Building an AI-Native Portfolio with S3 Vectors
Why AI-Native?
Most developer portfolios are static sites. They work, but they don't leverage the content they contain. What if your portfolio could actually discuss your projects with visitors?
That's the idea behind this site. Every blog post and project page is embedded into Amazon S3 Vectors, enabling semantic search and RAG-powered chat across all content.
The Stack
The architecture is straightforward:
- Next.js 15 with App Router for static generation + API routes
- Amazon S3 Vectors for vector storage (up to 2B vectors per index)

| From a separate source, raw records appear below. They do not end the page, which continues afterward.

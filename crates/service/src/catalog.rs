//! Catalog management: categories and products.

use std::sync::Arc;

use async_trait::async_trait;
use chrono::Utc;
use model::{Category, Product};
use repository::{CategoriesRepository, ProductsRepository, Session, Store};
use rust_decimal::Decimal;
use serde::Deserialize;
use tracing::{info, instrument};
use uuid::Uuid;

use crate::access::Caller;
use crate::error::{ServiceError, conflict, not_found};

#[derive(Debug, Clone, Deserialize)]
pub struct NewCategory {
    pub name: String,
    #[serde(default)]
    pub description: String,
}

#[derive(Debug, Clone, Default, Deserialize)]
pub struct CategoryPatch {
    pub name: Option<String>,
    pub description: Option<String>,
}

#[derive(Debug, Clone, Deserialize)]
pub struct NewProduct {
    pub category_id: Uuid,
    pub name: String,
    #[serde(default)]
    pub description: String,
    pub price: Decimal,
    pub stock: i32,
}

#[derive(Debug, Clone, Default, Deserialize)]
pub struct ProductPatch {
    pub category_id: Option<Uuid>,
    pub name: Option<String>,
    pub description: Option<String>,
    pub price: Option<Decimal>,
    pub stock: Option<i32>,
    pub active: Option<bool>,
}

/// Catalog: public browsing plus admin maintenance.
#[async_trait]
pub trait CatalogService: Send + Sync {
    /// Active products only.
    async fn list_products(&self) -> Result<Vec<Product>, ServiceError>;
    /// Every product, inactive ones included. Admin only.
    async fn list_all_products(&self, caller: &Caller) -> Result<Vec<Product>, ServiceError>;
    /// Inactive products are reported as missing.
    async fn get_product(&self, id: Uuid) -> Result<Product, ServiceError>;
    async fn create_product(&self, caller: &Caller, input: NewProduct) -> Result<Product, ServiceError>;
    async fn update_product(
        &self,
        caller: &Caller,
        id: Uuid,
        patch: ProductPatch,
    ) -> Result<Product, ServiceError>;
    /// Soft delete: the product leaves the catalog but keeps its history.
    async fn deactivate_product(&self, caller: &Caller, id: Uuid) -> Result<Product, ServiceError>;

    async fn list_categories(&self) -> Result<Vec<Category>, ServiceError>;
    async fn get_category(&self, id: Uuid) -> Result<Category, ServiceError>;
    async fn create_category(&self, caller: &Caller, input: NewCategory) -> Result<Category, ServiceError>;
    async fn update_category(
        &self,
        caller: &Caller,
        id: Uuid,
        patch: CategoryPatch,
    ) -> Result<Category, ServiceError>;
    /// Fails with `Conflict` while products still belong to the category.
    async fn delete_category(&self, caller: &Caller, id: Uuid) -> Result<(), ServiceError>;
}

pub struct CatalogServiceImpl<S> {
    store: Arc<S>,
}

impl<S: Store> CatalogServiceImpl<S> {
    pub fn new(store: Arc<S>) -> Self {
        Self { store }
    }
}

fn required_text(field: &str, value: &str) -> Result<String, ServiceError> {
    let trimmed = value.trim();
    if trimmed.is_empty() {
        return Err(ServiceError::Validation(format!("{field} must not be empty")));
    }
    Ok(trimmed.to_string())
}

fn check_price(price: Decimal) -> Result<Decimal, ServiceError> {
    if price.is_sign_negative() {
        return Err(ServiceError::Validation("price must not be negative".into()));
    }
    Ok(price.round_dp(2))
}

fn check_stock(stock: i32) -> Result<i32, ServiceError> {
    if stock < 0 {
        return Err(ServiceError::Validation("stock must not be negative".into()));
    }
    Ok(stock)
}

async fn require_category(session: &mut dyn Session, id: Uuid) -> Result<Category, ServiceError> {
    session
        .get_category(id)
        .await?
        .ok_or_else(|| not_found("category", id))
}

#[async_trait]
impl<S: Store> CatalogService for CatalogServiceImpl<S> {
    #[instrument(skip(self))]
    async fn list_products(&self) -> Result<Vec<Product>, ServiceError> {
        let mut s = self.store.begin().await?;
        Ok(s.list_products(false).await?)
    }

    #[instrument(skip(self))]
    async fn list_all_products(&self, caller: &Caller) -> Result<Vec<Product>, ServiceError> {
        caller.require_admin()?;
        let mut s = self.store.begin().await?;
        Ok(s.list_products(true).await?)
    }

    #[instrument(skip(self))]
    async fn get_product(&self, id: Uuid) -> Result<Product, ServiceError> {
        let mut s = self.store.begin().await?;
        s.get_product(id)
            .await?
            .filter(|p| p.active)
            .ok_or_else(|| not_found("product", id))
    }

    #[instrument(skip(self))]
    async fn create_product(&self, caller: &Caller, input: NewProduct) -> Result<Product, ServiceError> {
        caller.require_admin()?;
        let product = Product::new(
            input.category_id,
            required_text("name", &input.name)?,
            input.description.trim(),
            check_price(input.price)?,
            check_stock(input.stock)?,
        );

        let mut s = self.store.begin().await?;
        require_category(s.as_mut(), product.category_id).await?;
        s.insert_product(&product).await?;
        s.commit().await?;

        info!(product_id = %product.id, "Product created");
        Ok(product)
    }

    #[instrument(skip(self))]
    async fn update_product(
        &self,
        caller: &Caller,
        id: Uuid,
        patch: ProductPatch,
    ) -> Result<Product, ServiceError> {
        caller.require_admin()?;
        let mut s = self.store.begin().await?;
        let mut product = s.get_product(id).await?.ok_or_else(|| not_found("product", id))?;

        if let Some(category_id) = patch.category_id {
            require_category(s.as_mut(), category_id).await?;
            product.category_id = category_id;
        }
        if let Some(name) = patch.name {
            product.name = required_text("name", &name)?;
        }
        if let Some(description) = patch.description {
            product.description = description.trim().to_string();
        }
        if let Some(price) = patch.price {
            product.price = check_price(price)?;
        }
        if let Some(stock) = patch.stock {
            product.stock = check_stock(stock)?;
        }
        if let Some(active) = patch.active {
            product.active = active;
        }
        product.updated_at = Utc::now();

        s.update_product(&product).await?;
        s.commit().await?;
        Ok(product)
    }

    #[instrument(skip(self))]
    async fn deactivate_product(&self, caller: &Caller, id: Uuid) -> Result<Product, ServiceError> {
        caller.require_admin()?;
        let mut s = self.store.begin().await?;
        let mut product = s.get_product(id).await?.ok_or_else(|| not_found("product", id))?;
        if !product.active {
            return Err(conflict("product is already inactive"));
        }
        product.active = false;
        product.updated_at = Utc::now();
        s.update_product(&product).await?;
        s.commit().await?;

        info!(product_id = %id, "Product deactivated");
        Ok(product)
    }

    #[instrument(skip(self))]
    async fn list_categories(&self) -> Result<Vec<Category>, ServiceError> {
        let mut s = self.store.begin().await?;
        Ok(s.list_categories().await?)
    }

    #[instrument(skip(self))]
    async fn get_category(&self, id: Uuid) -> Result<Category, ServiceError> {
        let mut s = self.store.begin().await?;
        require_category(s.as_mut(), id).await
    }

    #[instrument(skip(self))]
    async fn create_category(&self, caller: &Caller, input: NewCategory) -> Result<Category, ServiceError> {
        caller.require_admin()?;
        let category = Category::new(required_text("name", &input.name)?, input.description.trim());

        let mut s = self.store.begin().await?;
        s.insert_category(&category).await?;
        s.commit().await?;
        Ok(category)
    }

    #[instrument(skip(self))]
    async fn update_category(
        &self,
        caller: &Caller,
        id: Uuid,
        patch: CategoryPatch,
    ) -> Result<Category, ServiceError> {
        caller.require_admin()?;
        let mut s = self.store.begin().await?;
        let mut category = require_category(s.as_mut(), id).await?;
        if let Some(name) = patch.name {
            category.name = required_text("name", &name)?;
        }
        if let Some(description) = patch.description {
            category.description = description.trim().to_string();
        }
        s.update_category(&category).await?;
        s.commit().await?;
        Ok(category)
    }

    #[instrument(skip(self))]
    async fn delete_category(&self, caller: &Caller, id: Uuid) -> Result<(), ServiceError> {
        caller.require_admin()?;
        let mut s = self.store.begin().await?;
        if !s.delete_category(id).await? {
            return Err(not_found("category", id));
        }
        s.commit().await?;
        Ok(())
    }
}

#[cfg(test)]
mod tests {
    use super::*;
    use crate::testing::{admin, customer};
    use memstore::MemoryStore;

    fn service() -> CatalogServiceImpl<MemoryStore> {
        CatalogServiceImpl::new(Arc::new(MemoryStore::new()))
    }

    #[tokio::test]
    async fn test_inactive_products_leave_the_catalog() {
        let svc = service();
        let admin = admin();
        let category = svc
            .create_category(&admin, NewCategory { name: "Panes".into(), description: String::new() })
            .await
            .unwrap();
        let product = svc
            .create_product(&admin, NewProduct {
                category_id: category.id,
                name: "Croissant".into(),
                description: String::new(),
                price: Decimal::new(350050, 2),
                stock: 4,
            })
            .await
            .unwrap();

        assert_eq!(svc.list_products().await.unwrap().len(), 1);
        svc.deactivate_product(&admin, product.id).await.unwrap();

        assert!(svc.list_products().await.unwrap().is_empty());
        assert_eq!(svc.list_all_products(&admin).await.unwrap().len(), 1);
        assert!(matches!(
            svc.get_product(product.id).await,
            Err(ServiceError::NotFound(_))
        ));
        assert!(matches!(
            svc.deactivate_product(&admin, product.id).await,
            Err(ServiceError::Conflict(_))
        ));
    }

    #[tokio::test]
    async fn test_admin_only_and_validation() {
        let svc = service();
        let input = NewCategory { name: "Tortas".into(), description: String::new() };
        assert!(matches!(
            svc.create_category(&customer(), input.clone()).await,
            Err(ServiceError::Forbidden(_))
        ));

        let category = svc.create_category(&admin(), input).await.unwrap();
        let negative = svc
            .create_product(&admin(), NewProduct {
                category_id: category.id,
                name: "Torta".into(),
                description: String::new(),
                price: Decimal::from(-1),
                stock: 1,
            })
            .await;
        assert!(matches!(negative, Err(ServiceError::Validation(_))));

        let orphan = svc
            .create_product(&admin(), NewProduct {
                category_id: Uuid::new_v4(),
                name: "Torta".into(),
                description: String::new(),
                price: Decimal::from(1),
                stock: 1,
            })
            .await;
        assert!(matches!(orphan, Err(ServiceError::NotFound(_))));
    }

    #[tokio::test]
    async fn test_category_with_products_cannot_be_deleted() {
        let svc = service();
        let admin = admin();
        let category = svc
            .create_category(&admin, NewCategory { name: "Galletas".into(), description: String::new() })
            .await
            .unwrap();
        svc.create_product(&admin, NewProduct {
            category_id: category.id,
            name: "Galleta".into(),
            description: String::new(),
            price: Decimal::from(2),
            stock: 10,
        })
        .await
        .unwrap();

        assert!(matches!(
            svc.delete_category(&admin, category.id).await,
            Err(ServiceError::Conflict(_))
        ));
        assert!(matches!(
            svc.delete_category(&admin, Uuid::new_v4()).await,
            Err(ServiceError::NotFound(_))
        ));
    }
}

- Amazon Bedrock with Cohere for embeddings and Claude for chat
- Vercel AI SDK for streaming chat UI
How Semantic Search Works
When you press Cmd+K, your query gets embedded via Bedrock Cohere, then S3 Vectors finds the most similar content chunks. No keyword matching — pure semantic understanding.
What I Learned
Building this taught me that AI features don't have to be complex or expensive. S3 Vectors costs 90% less than traditional vector databases, and Bedrock's pay-per-use model keeps costs under $20/month for a personal site.
The key insight: AI should enhance discovery, not replace browsing. The chat and search are there for visitors who know what they want. The traditional navigation is there for everyone else.